Task requirements: Search the data for "bump" and copy every matching line.

***** Exercise material *****

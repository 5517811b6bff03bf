//! Physics components attached by [`crate::physics::PhysicsWorld::create_body`].

use glam::Vec2;

use crate::physics::broadphase::NodeId;
use crate::physics::collider::Shape;

/// Material and mass properties of a body.
#[derive(Debug, Clone, Copy, PartialEq)]
pub struct Body {
    /// Inverse mass. Zero makes the body immovable.
    pub inv_mass: f32,
    pub friction: f32,
    pub restitution: f32,
    /// Sensors report collisions but are never resolved.
    pub sensor: bool,
    /// Fast movers collide with a capsule swept over the last step.
    pub fast_moving: bool,
}

impl Body {
    pub fn is_static(&self) -> bool {
        self.inv_mass == 0.0
    }
}

/// Linear velocity in units per second.
#[derive(Debug, Clone, Copy, PartialEq, Default)]
pub struct LinearVelocity(pub Vec2);

/// Linear force accumulated until the next integration.
#[derive(Debug, Clone, Copy, PartialEq, Default)]
pub struct LinearForce(pub Vec2);

/// Angular velocity in radians per second.
#[derive(Debug, Clone, Copy, PartialEq, Default)]
pub struct AngularVelocity(pub f32);

/// Torque accumulated until the next integration.
#[derive(Debug, Clone, Copy, PartialEq, Default)]
pub struct AngularForce(pub f32);

/// Set when position, rotation or scale changed since the last tree update.
///
/// Code that moves a body by writing its transform directly must raise this
/// flag, otherwise the broad phase keeps the old bounds.
#[derive(Debug, Clone, Copy, PartialEq, Eq, Default)]
pub struct TransformChanged(pub bool);

/// Position before the last integration; kept for fast movers only.
#[derive(Debug, Clone, Copy, PartialEq, Default)]
pub struct PreviousPosition(pub Vec2);

/// World-space shape of a body, recomputed when its transform changes.
#[derive(Debug, Clone, Copy, PartialEq)]
pub struct Collider {
    pub shape: Shape,
}

/// Local shape and broad-phase leaf of a body.
#[derive(Debug, Clone, Copy, PartialEq)]
pub(crate) struct NodeInfo {
    pub local_shape: Shape,
    /// `Some` exactly when the body is active.
    pub node: Option<NodeId>,
}
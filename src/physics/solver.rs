//! Single-pass impulse solver with positional correction.

use glam::Vec2;
use tracing::warn;

use crate::ecs::components::physics::{Body, LinearVelocity, TransformChanged};
use crate::ecs::components::transform::Position;

use super::contact::Collision;

/// Fraction of the penetration removed per step.
const CORRECTION_PERCENT: f32 = 0.2;

/// Resolve every collision in order, one pass each.
pub fn resolve_collisions(world: &mut hecs::World, collisions: impl IntoIterator<Item = Collision>) {
    for collision in collisions {
        resolve_collision(world, &collision);
    }
}

/// Apply the normal impulse and positional correction for one collision.
/// The direction points from the pair's first body to the second.
///
/// Only the normal component of the relative velocity changes; `Body::friction`
/// is stored for game code and does not affect resolution.
pub fn resolve_collision(world: &mut hecs::World, collision: &Collision) {
    let (entity_a, entity_b) = collision.pair.entities();
    let (Some(a), Some(b)) = (BodyData::fetch(world, entity_a), BodyData::fetch(world, entity_b))
    else {
        warn!(?entity_a, ?entity_b, "collision references an entity without a body");
        return;
    };

    // Skip if both are static
    let inv_mass_sum = a.inv_mass + b.inv_mass;
    if inv_mass_sum <= 0.0 {
        return;
    }

    let normal = collision.direction;
    let relative_velocity = b.velocity - a.velocity;
    let contact_velocity = relative_velocity.dot(normal);

    // Separating pairs only get position correction.
    let mut impulse = Vec2::ZERO;
    if contact_velocity < 0.0 {
        let restitution = a.restitution.max(b.restitution).clamp(0.0, 1.0);
        let j = -(1.0 + restitution) * contact_velocity / inv_mass_sum;
        impulse = normal * j;
    }

    let correction = normal * (collision.penetration.max(0.0) * CORRECTION_PERCENT / inv_mass_sum);

    apply(world, entity_a, -impulse * a.inv_mass, -correction * a.inv_mass);
    apply(world, entity_b, impulse * b.inv_mass, correction * b.inv_mass);
}

/// Solver inputs copied out of the world.
struct BodyData {
    inv_mass: f32,
    restitution: f32,
    velocity: Vec2,
}

impl BodyData {
    fn fetch(world: &hecs::World, entity: hecs::Entity) -> Option<Self> {
        let body = *world.get::<&Body>(entity).ok()?;
        // Static bodies carry no velocity component.
        let velocity = world
            .get::<&LinearVelocity>(entity)
            .map_or(Vec2::ZERO, |v| v.0);
        Some(Self {
            inv_mass: body.inv_mass,
            restitution: body.restitution,
            velocity,
        })
    }
}

fn apply(world: &mut hecs::World, entity: hecs::Entity, delta_velocity: Vec2, delta_position: Vec2) {
    if delta_velocity != Vec2::ZERO {
        if let Ok(mut velocity) = world.get::<&mut LinearVelocity>(entity) {
            velocity.0 += delta_velocity;
        }
    }
    if delta_position != Vec2::ZERO {
        if let Ok(mut position) = world.get::<&mut Position>(entity) {
            position.0 += delta_position;
        }
        if let Ok(mut changed) = world.get::<&mut TransformChanged>(entity) {
            changed.0 = true;
        }
    }
}
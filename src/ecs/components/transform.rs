//! Transform components for 2D entities.

use glam::Vec2;

/// World-space position of an entity.
#[derive(Debug, Clone, Copy, PartialEq, Default)]
pub struct Position(pub Vec2);

/// Heading of an entity.
///
/// `dir` caches `(sin(angle), cos(angle))`; call [`Rotation::update`] after
/// writing `angle` directly. An angle of zero faces `+Y`.
#[derive(Debug, Clone, Copy, PartialEq)]
pub struct Rotation {
    pub angle: f32,
    pub dir: Vec2,
}

impl Rotation {
    pub fn from_angle(angle: f32) -> Self {
        let mut rotation = Self {
            angle,
            dir: Vec2::Y,
        };
        rotation.update();
        rotation
    }

    /// Recompute the cached direction from `angle`.
    pub fn update(&mut self) {
        let (sin, cos) = self.angle.sin_cos();
        self.dir = Vec2::new(sin, cos);
    }
}

impl Default for Rotation {
    fn default() -> Self {
        Self::from_angle(0.0)
    }
}

/// Per-axis scale of an entity's shapes.
#[derive(Debug, Clone, Copy, PartialEq)]
pub struct Scale(pub Vec2);

impl Default for Scale {
    fn default() -> Self {
        Self(Vec2::ONE)
    }
}

/// Marks an entity as taking part in the simulation.
///
/// Bodies without it keep their components but leave the broad phase.
#[derive(Debug, Clone, Copy, PartialEq, Eq, Default)]
pub struct Active;
impl<T: Copy> DynamicTree<T> {
    pub fn new() -> Self {
        Self {
            nodes: Vec::new(),
            root: None,
            free_list: None,
            leaf_count: 0,
        }
    }

    pub fn root(&self) -> Option<NodeId> {
        self.root
    }

    /// Height of the whole tree; 0 for an empty tree or a single leaf.
    pub fn height(&self) -> u32 {
        self.root.map_or(0, |root| self.nodes[root.index()].height)
    }

    pub fn leaf_count(&self) -> usize {
        self.leaf_count
    }

    /// Number of node slots in the pool, used or free.
    pub fn capacity(&self) -> usize {
        self.nodes.len()
    }

    /// Panics if `id` is outside the pool.
    pub fn node(&self, id: NodeId) -> &TreeNode<T> {
        &self.nodes[id.index()]
    }

    pub fn payload(&self, id: NodeId) -> Option<T> {
        self.nodes[id.index()].payload
    }

    pub fn fat_aabb(&self, id: NodeId) -> Aabb {
        self.nodes[id.index()].aabb
    }

    /// Insert a leaf for `aabb` and return its node.
    pub fn add_object(&mut self, aabb: Aabb, payload: T) -> NodeId {
        let id = self.allocate_node();
        {
            let node = &mut self.nodes[id.index()];
            node.aabb = aabb.extend(Vec2::splat(AABB_MARGIN));
            node.payload = Some(payload);
            node.height = 0;
        }
        self.insert_leaf(id);
        self.leaf_count += 1;
        id
    }

    /// Move a leaf to `aabb`.
    ///
    /// Returns `false` without touching the tree while the stored fat box still
    /// contains `aabb`; otherwise reinserts the leaf and returns `true`.
    pub fn update_object(&mut self, id: NodeId, aabb: Aabb) -> bool {
        debug_assert!(self.nodes[id.index()].is_leaf(), "update of internal node");
        if self.nodes[id.index()].aabb.contains(&aabb) {
            return false;
        }

        self.remove_leaf(id);
        self.nodes[id.index()].aabb = aabb.extend(Vec2::splat(AABB_MARGIN));
        self.insert_leaf(id);
        true
    }

    pub fn remove_object(&mut self, id: NodeId) {
        debug_assert!(self.nodes[id.index()].payload.is_some(), "removal of free node");
        self.remove_leaf(id);
        self.free_node(id);
        self.leaf_count -= 1;
    }

    /// Call `callback` for each leaf whose fat box overlaps `aabb`.
    ///
    /// Returning `false` from the callback ends the query.
    pub fn query(&self, aabb: &Aabb, mut callback: impl FnMut(T, &Aabb) -> bool) {
        self.traverse(|node| {
            if !node.aabb.intersects(aabb) {
                return Visit::Skip;
            }
            Self::visit_leaf(node, &mut callback)
        });
    }

    /// Call `callback` for each leaf whose fat box is crossed by `line`.
    pub fn query_line(&self, line: &Line, mut callback: impl FnMut(T, &Aabb) -> bool) {
        self.traverse(|node| {
            if !line.intersects_aabb(&node.aabb) {
                return Visit::Skip;
            }
            Self::visit_leaf(node, &mut callback)
        });
    }

    /// Visit every node reachable from the root, depth first.
    pub fn walk_tree(&self, mut callback: impl FnMut(&TreeNode<T>)) {
        self.traverse(|node| {
            callback(node);
            Visit::Descend
        });
    }

    fn visit_leaf(node: &TreeNode<T>, callback: &mut impl FnMut(T, &Aabb) -> bool) -> Visit {
        match node.payload {
            Some(payload) if node.is_leaf() => {
                if callback(payload, &node.aabb) {
                    Visit::Skip
                } else {
                    Visit::Stop
                }
            }
            _ => Visit::Descend,
        }
    }

    fn traverse(&self, mut visit: impl FnMut(&TreeNode<T>) -> Visit) {
        let Some(root) = self.root else {
            return;
        };

        let mut stack = [root; QUERY_STACK_SIZE];
        let mut top = 1;
        while top > 0 {
            top -= 1;
            let node = &self.nodes[stack[top].index()];
            match visit(node) {
                Visit::Stop => return,
                Visit::Skip => {}
                Visit::Descend => {
                    if let (Some(left), Some(right)) = (node.left, node.right) {
                        assert!(top + 2 <= QUERY_STACK_SIZE, "bvh traversal stack overflow");
                        stack[top] = left;
                        stack[top + 1] = right;
                        top += 2;
                    }
                }
            }
        }
    }

    fn insert_leaf(&mut self, leaf: NodeId) {
        let Some(root) = self.root else {
            self.root = Some(leaf);
            self.nodes[leaf.index()].parent = None;
            return;
        };

        let leaf_aabb = self.nodes[leaf.index()].aabb;

        // Find the cheapest sibling.
        let mut index = root;
        while let (Some(left), Some(right)) =
            (self.nodes[index.index()].left, self.nodes[index.index()].right)
        {
            let node_aabb = self.nodes[index.index()].aabb;
            let combined_area = node_aabb.union(&leaf_aabb).area();

            let new_parent_cost = 2.0 * combined_area;
            let push_down_cost = 2.0 * (combined_area - node_aabb.area());

            let cost_left = self.descend_cost(left, &leaf_aabb) + push_down_cost;
            let cost_right = self.descend_cost(right, &leaf_aabb) + push_down_cost;

            if new_parent_cost < cost_left && new_parent_cost < cost_right {
                break;
            }
            index = if cost_left < cost_right { left } else { right };
        }

        let sibling = index;
        let old_parent = self.nodes[sibling.index()].parent;
        let new_parent = self.allocate_node();
        {
            let sibling_node = &self.nodes[sibling.index()];
            let aabb = leaf_aabb.union(&sibling_node.aabb);
            let height = sibling_node.height + 1;

            let node = &mut self.nodes[new_parent.index()];
            node.parent = old_parent;
            node.aabb = aabb;
            node.height = height;
            node.left = Some(sibling);
            node.right = Some(leaf);
        }
        self.replace_child(old_parent, sibling, new_parent);
        self.nodes[sibling.index()].parent = Some(new_parent);
        self.nodes[leaf.index()].parent = Some(new_parent);

        self.sync_hierarchy(Some(new_parent));
    }

    fn descend_cost(&self, child: NodeId, leaf_aabb: &Aabb) -> f32 {
        let node = &self.nodes[child.index()];
        let area = node.aabb.union(leaf_aabb).area();
        if node.is_leaf() {
            area
        } else {
            area - node.aabb.area()
        }
    }

    fn remove_leaf(&mut self, leaf: NodeId) {
        if self.root == Some(leaf) {
            self.root = None;
            return;
        }

        let Some(parent) = self.nodes[leaf.index()].parent else {
            debug_assert!(false, "detached leaf {leaf:?}");
            return;
        };
        let parent_node = &self.nodes[parent.index()];
        let grand_parent = parent_node.parent;
        let sibling = if parent_node.left == Some(leaf) {
            parent_node.right
        } else {
            parent_node.left
        };
        let Some(sibling) = sibling else {
            debug_assert!(false, "internal node {parent:?} with one child");
            return;
        };

        self.replace_child(grand_parent, parent, sibling);
        self.nodes[sibling.index()].parent = grand_parent;
        self.nodes[leaf.index()].parent = None;
        self.free_node(parent);

        self.sync_hierarchy(grand_parent);
    }

    /// Rebalance and refit every node from `start` up to the root.
    fn sync_hierarchy(&mut self, start: Option<NodeId>) {
        let mut current = start;
        while let Some(id) = current {
            let id = self.balance(id);
            self.refit(id);
            current = self.nodes[id.index()].parent;
        }
    }

    fn refit(&mut self, id: NodeId) {
        let node = &self.nodes[id.index()];
        let (Some(left), Some(right)) = (node.left, node.right) else {
            return;
        };
        let (left, right) = (&self.nodes[left.index()], &self.nodes[right.index()]);
        let height = 1 + left.height.max(right.height);
        let aabb = left.aabb.union(&right.aabb);

        let node = &mut self.nodes[id.index()];
        node.height = height;
        node.aabb = aabb;
    }

    /// Rotate the taller child of `a` up if the heights differ by more than one.
    /// Returns the root of the subtree.
    fn balance(&mut self, a: NodeId) -> NodeId {
        let node = &self.nodes[a.index()];
        let (Some(b), Some(c)) = (node.left, node.right) else {
            return a;
        };
        let height_b = self.nodes[b.index()].height;
        let height_c = self.nodes[c.index()].height;

        if height_c > height_b + 1 {
            self.rotate_up(a, c, Side::Right)
        } else if height_b > height_c + 1 {
            self.rotate_up(a, b, Side::Left)
        } else {
            a
        }
    }

    /// Promote `t`, the child of `a` on `side`, into `a`'s place. `t` keeps its
    /// taller child; `a` takes the other one and is rebalanced in turn.
    fn rotate_up(&mut self, a: NodeId, t: NodeId, side: Side) -> NodeId {
        let t_node = &self.nodes[t.index()];
        let (Some(f), Some(g)) = (t_node.left, t_node.right) else {
            return a;
        };
        let (keep, demote) = if self.nodes[f.index()].height > self.nodes[g.index()].height {
            (f, g)
        } else {
            (g, f)
        };

        let parent = self.nodes[a.index()].parent;
        self.replace_child(parent, a, t);
        {
            let t_node = &mut self.nodes[t.index()];
            t_node.parent = parent;
            t_node.left = Some(a);
            t_node.right = Some(keep);
        }
        {
            let a_node = &mut self.nodes[a.index()];
            a_node.parent = Some(t);
            match side {
                Side::Left => a_node.left = Some(demote),
                Side::Right => a_node.right = Some(demote),
            }
        }
        self.nodes[demote.index()].parent = Some(a);

        let a = self.balance(a);
        self.refit(a);
        self.refit(t);
        t
    }

    fn replace_child(&mut self, parent: Option<NodeId>, old: NodeId, new: NodeId) {
        match parent {
            None => self.root = Some(new),
            Some(parent) => {
                let node = &mut self.nodes[parent.index()];
                if node.left == Some(old) {
                    node.left = Some(new);
                } else {
                    debug_assert_eq!(node.right, Some(old));
                    node.right = Some(new);
                }
            }
        }
    }

    fn allocate_node(&mut self) -> NodeId {
        let id = match self.free_list {
            Some(id) => id,
            None => self.grow(),
        };
        self.free_list = self.nodes[id.index()].next_free;
        self.nodes[id.index()] = TreeNode::vacant(None);
        id
    }

    fn free_node(&mut self, id: NodeId) {
        self.nodes[id.index()] = TreeNode::vacant(self.free_list);
        self.free_list = Some(id);
    }

    /// Double the pool and thread the new slots onto the free list.
    fn grow(&mut self) -> NodeId {
        let old = self.nodes.len();
        let new = (old * 2).max(1);
        self.nodes.extend((old..new).map(|i| {
            let next = (i + 1 < new).then(|| NodeId((i + 1) as u32));
            TreeNode::vacant(next)
        }));
        debug!(capacity = new, "bvh node pool grown");
        let first = NodeId(old as u32);
        self.free_list = Some(first);
        first
    }
}
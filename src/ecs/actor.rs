//! Actor spawning helpers.

use glam::Vec2;

use crate::ecs::components::transform::{Active, Position, Rotation, Scale};

/// Spawn an entity carrying the transform components bodies need.
///
/// `active` attaches the [`Active`] marker so a body created on the entity
/// joins the broad phase immediately.
pub fn spawn_actor(
    world: &mut hecs::World,
    position: Vec2,
    angle: f32,
    scale: Vec2,
    active: bool,
) -> hecs::Entity {
    let position = Position(position);
    let rotation = Rotation::from_angle(angle);
    let scale = Scale(scale);
    if active {
        world.spawn((position, rotation, scale, Active))
    } else {
        world.spawn((position, rotation, scale))
    }
}

#[cfg(test)]
mod tests {
    use super::*;

    #[test]
    fn test_spawn_actor_components() {
        let mut world = hecs::World::new();
        let entity = spawn_actor(&mut world, Vec2::new(3.0, 4.0), 0.0, Vec2::ONE, true);
        assert_eq!(world.get::<&Position>(entity).unwrap().0, Vec2::new(3.0, 4.0));
        assert_eq!(world.get::<&Scale>(entity).unwrap().0, Vec2::ONE);
        assert!(world.satisfies::<&Active>(entity).unwrap());

        let inactive = spawn_actor(&mut world, Vec2::ZERO, 1.0, Vec2::ONE, false);
        assert!(!world.satisfies::<&Active>(inactive).unwrap());
        let rotation = *world.get::<&Rotation>(inactive).unwrap();
        assert!((rotation.dir.x - 1.0f32.sin()).abs() < 1e-6);
    }
}
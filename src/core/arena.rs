//! Per-frame bump allocator.
//!
//! [`FrameArena`] hands out [`ArenaBlock`]s from one fixed-capacity buffer.
//! Blocks are offsets, not pointers: reading and writing goes through the arena
//! with `bytemuck` conversions, so the arena itself needs no `unsafe`.
//!
//! The arena is reset once per frame with [`FrameArena::reset`], which takes
//! `&mut self`. Frame containers borrow the arena shared, so the borrow checker
//! rejects any container that would survive the reset.

use std::cell::{Cell, RefCell};

use bytemuck::Pod;

use crate::error::ArenaError;

/// Cumulative allocation statistics since the arena was created.
#[derive(Debug, Clone, Copy, Default, PartialEq, Eq)]
pub struct ArenaStats {
    pub allocation_count: u64,
    pub allocated_bytes: u64,
    pub deallocation_count: u64,
    pub deallocated_bytes: u64,
}

/// A region of arena memory valid until the next reset.
#[derive(Debug, Clone, Copy, PartialEq, Eq)]
pub struct ArenaBlock {
    offset: usize,
    size: usize,
    generation: u32,
}

impl ArenaBlock {
    /// Byte offset of the block inside the arena buffer.
    pub fn offset(&self) -> usize {
        self.offset
    }

    /// Size of the block in bytes.
    pub fn size(&self) -> usize {
        self.size
    }

    /// Reset generation the block was allocated in.
    pub fn generation(&self) -> u32 {
        self.generation
    }

    fn end(&self) -> usize {
        self.offset + self.size
    }
}

/// Fixed-capacity bump allocator reset once per frame.
pub struct FrameArena {
    buffer: RefCell<Box<[u8]>>,
    top: Cell<usize>,
    generation: Cell<u32>,
    high_water: Cell<usize>,
    stats: Cell<ArenaStats>,
}

impl FrameArena {
    /// Create an arena owning `capacity` bytes.
    pub fn new(capacity: usize) -> Self {
        Self {
            buffer: RefCell::new(vec![0u8; capacity].into_boxed_slice()),
            top: Cell::new(0),
            generation: Cell::new(0),
            high_water: Cell::new(0),
            stats: Cell::new(ArenaStats::default()),
        }
    }

    /// Total capacity in bytes.
    pub fn capacity(&self) -> usize {
        self.buffer.borrow().len()
    }

    /// Bytes currently in use (including alignment padding).
    pub fn allocated(&self) -> usize {
        self.top.get()
    }

    /// Bytes still available before the arena runs out.
    pub fn remaining(&self) -> usize {
        self.capacity() - self.top.get()
    }

    /// Largest `allocated()` ever observed.
    pub fn high_water_mark(&self) -> usize {
        self.high_water.get()
    }

    pub fn stats(&self) -> ArenaStats {
        self.stats.get()
    }

    /// Current reset generation.
    pub fn generation(&self) -> u32 {
        self.generation.get()
    }

    /// Allocate `size` bytes aligned to `align` (a power of two).
    pub fn allocate(&self, size: usize, align: usize) -> Result<ArenaBlock, ArenaError> {
        if align == 0 || !align.is_power_of_two() {
            return Err(ArenaError::InvalidAlignment(align));
        }

        let capacity = self.capacity();
        let top = self.top.get();
        let start = top
            .checked_add(align - 1)
            .map(|padded| padded & !(align - 1));
        let end = start.and_then(|start| start.checked_add(size));

        let (start, end) = match (start, end) {
            (Some(start), Some(end)) if end <= capacity => (start, end),
            _ => {
                return Err(ArenaError::OutOfMemory {
                    requested: size,
                    remaining: capacity - top,
                    capacity,
                })
            }
        };

        self.top.set(end);
        if end > self.high_water.get() {
            self.high_water.set(end);
        }

        let mut stats = self.stats.get();
        stats.allocation_count += 1;
        stats.allocated_bytes += size as u64;
        self.stats.set(stats);

        Ok(ArenaBlock {
            offset: start,
            size,
            generation: self.generation.get(),
        })
    }

    /// Return a block to the arena.
    ///
    /// Only a block ending exactly at the current top rewinds the top; anything
    /// else is recorded in the statistics and otherwise ignored.
    pub fn deallocate(&self, block: ArenaBlock) {
        let mut stats = self.stats.get();
        stats.deallocation_count += 1;
        stats.deallocated_bytes += block.size as u64;
        self.stats.set(stats);

        if block.generation == self.generation.get() && block.end() == self.top.get() {
            self.top.set(block.offset);
        }
    }

    /// Resize a block. Grows in place when `block` is the most recent
    /// allocation; otherwise a fresh block is returned and the caller copies.
    ///
    /// On failure the arena is left exactly as before and `block` stays valid.
    pub fn reallocate(
        &self,
        block: ArenaBlock,
        size: usize,
        align: usize,
    ) -> Result<ArenaBlock, ArenaError> {
        let top = self.top.get();
        let stats = self.stats.get();
        self.deallocate(block);
        match self.allocate(size, align) {
            Ok(new_block) => Ok(new_block),
            Err(err) => {
                self.top.set(top);
                self.stats.set(stats);
                Err(err)
            }
        }
    }

    /// Invalidate every block; the next allocation starts at offset 0.
    pub fn reset(&mut self) {
        self.top.set(0);
        self.generation.set(self.generation.get().wrapping_add(1));
    }

    /// Whether `block` was allocated since the last reset and is still below the top.
    pub fn is_live(&self, block: &ArenaBlock) -> bool {
        block.generation == self.generation.get() && block.end() <= self.top.get()
    }

    /// Read the `index`-th `T` stored in `block`.
    pub fn read<T: Pod>(&self, block: &ArenaBlock, index: usize) -> T {
        let range = Self::element_range::<T>(block, index);
        bytemuck::pod_read_unaligned(&self.buffer.borrow()[range])
    }

    /// Write `value` as the `index`-th `T` stored in `block`.
    pub fn write<T: Pod>(&self, block: &ArenaBlock, index: usize, value: T) {
        let range = Self::element_range::<T>(block, index);
        self.buffer.borrow_mut()[range].copy_from_slice(bytemuck::bytes_of(&value));
    }

    /// Zero every byte of `block`.
    pub fn zero(&self, block: &ArenaBlock) {
        self.buffer.borrow_mut()[block.offset..block.end()].fill(0);
    }

    /// Copy the first `len` bytes of `from` into `to`.
    pub fn copy(&self, from: &ArenaBlock, to: &ArenaBlock, len: usize) {
        assert!(len <= from.size && len <= to.size, "copy exceeds block size");
        self.buffer
            .borrow_mut()
            .copy_within(from.offset..from.offset + len, to.offset);
    }

    fn element_range<T: Pod>(block: &ArenaBlock, index: usize) -> std::ops::Range<usize> {
        let size = std::mem::size_of::<T>();
        let start = index * size;
        assert!(
            start + size <= block.size,
            "element {index} out of bounds for block of {} bytes",
            block.size
        );
        block.offset + start..block.offset + start + size
    }
}

impl std::fmt::Debug for FrameArena {
    fn fmt(&self, f: &mut std::fmt::Formatter<'_>) -> std::fmt::Result {
        f.debug_struct("FrameArena")
            .field("allocated", &self.allocated())
            .field("capacity", &self.capacity())
            .field("generation", &self.generation())
            .finish()
    }
}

*****

Response:
//! Per-frame bump allocator.
/// Fixed-capacity bump allocator reset once per frame.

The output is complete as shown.